First people: Palaeo-Indians were the first people to live in Meso-America. No one is sure when they first arrived. They may have arrived by the year -31,000, most likely by -18,000, and most certainly by -10,800.
- Location: Mexico, Guatemala, Belize, Honduras.
- Size: Fewer than 1 million people.
- Cities: none, just seasonal campsites
- Languages: unknown.
- Religion: shamanism, which will become the bedrock of Meso-American religion. Not only did humans and animals have souls, so did trees, rivers, and mountains.
- Technology: Clovis spear points, knives, spear-throwers (the atlatl), etc. No bows and arrows – they came much later.
- Economy: some trade, mainly hunting and gathering. Hunted mammoths (Mammuthus imperator).
- Social structure: bands of hunter-gatherers made up of a few families, often led by a shaman. No class structure. Kinship was everything. Each band moved over a set range according to the season, setting up campsites along the way.
- History:
- -31,000: some evidence of people already in Meso-America
- -18,000: good evidence of people in Meso-America, maybe descended from seal hunters who followed the kelp highway along the Pacific coast.
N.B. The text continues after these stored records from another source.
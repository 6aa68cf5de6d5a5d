use crate::ipc::error::HandlerErr;
use crate::model::Period;
use serde::de::DeserializeOwned;
use serde_json::Value;

pub fn get_required_str(params: &Value, key: &str) -> Result<String, HandlerErr> {
    let s = params
        .get(key)
        .and_then(|v| v.as_str())
        .map(|s| s.trim().to_string())
        .ok_or_else(|| HandlerErr::bad_params(format!("missing {}", key)))?;
    if s.is_empty() {
        return Err(HandlerErr::bad_params(format!("{} must not be empty", key)));
    }
    Ok(s)
}

pub fn get_optional_str(params: &Value, key: &str) -> Option<String> {
    params
        .get(key)
        .and_then(|v| v.as_str())
        .map(|s| s.trim().to_string())
        .filter(|s| !s.is_empty())
}

pub fn get_required_i64(params: &Value, key: &str) -> Result<i64, HandlerErr> {
    params
        .get(key)
        .and_then(|v| v.as_i64())
        .ok_or_else(|| HandlerErr::bad_params(format!("missing {}", key)))
}

pub fn get_optional_i64(params: &Value, key: &str) -> Result<Option<i64>, HandlerErr> {
    match params.get(key) {
        None | Some(Value::Null) => Ok(None),
        Some(v) => v
            .as_i64()
            .map(Some)
            .ok_or_else(|| HandlerErr::bad_params(format!("{} must be integer", key))),
    }
}

/// Accepts either `period: "YYYY-MM"` or separate `month` and `year`.
pub fn get_period(params: &Value) -> Result<Period, HandlerErr> {
    if let Some(key) = params.get("period").and_then(|v| v.as_str()) {
        return Ok(Period::parse_key(key)?);
    }
    let month = get_required_i64(params, "month")?;
    let year = get_required_i64(params, "year")?;
    let month = u32::try_from(month).map_err(|_| HandlerErr::bad_params("month out of range"))?;
    let year = i32::try_from(year).map_err(|_| HandlerErr::bad_params("year out of range"))?;
    Ok(Period::new(month, year)?)
}

/// Deserializes one param into a typed value.
pub fn get_typed<T: DeserializeOwned>(params: &Value, key: &str) -> Result<T, HandlerErr> {
    let raw = params
        .get(key)
        .cloned()
        .ok_or_else(|| HandlerErr::bad_params(format!("missing {}", key)))?;
    serde_json::from_value(raw).map_err(|e| HandlerErr::bad_params(format!("{}: {}", key, e)))
}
- -11,000: mammoth hunters arrive with Clovis technology. Crossed the Bering land bridge a thousand years before.
- -10,800: A teenage girl, now called Naia (pictured at top), fell to the the bottom of Hoyo Negro, a deep cave now underwater in Yucatan, Mexico. She was descended from Siberian mammoth hunters (mitochondrial haplogroup D).
- -10,000: Climate change: Meso-America becomes hotter and wetter. Big game animals begin dying out, either because of climate change or over-hunting or both. Whatever the cause, it leaves Meso-America without any beasts of burden.
- -8,120: The poisonous seeds of Sophora secundiflora being used as a hallucinogen, probably by shamans.
- -8,000: Meso-America now has pretty much the climate, plants, and animals of today.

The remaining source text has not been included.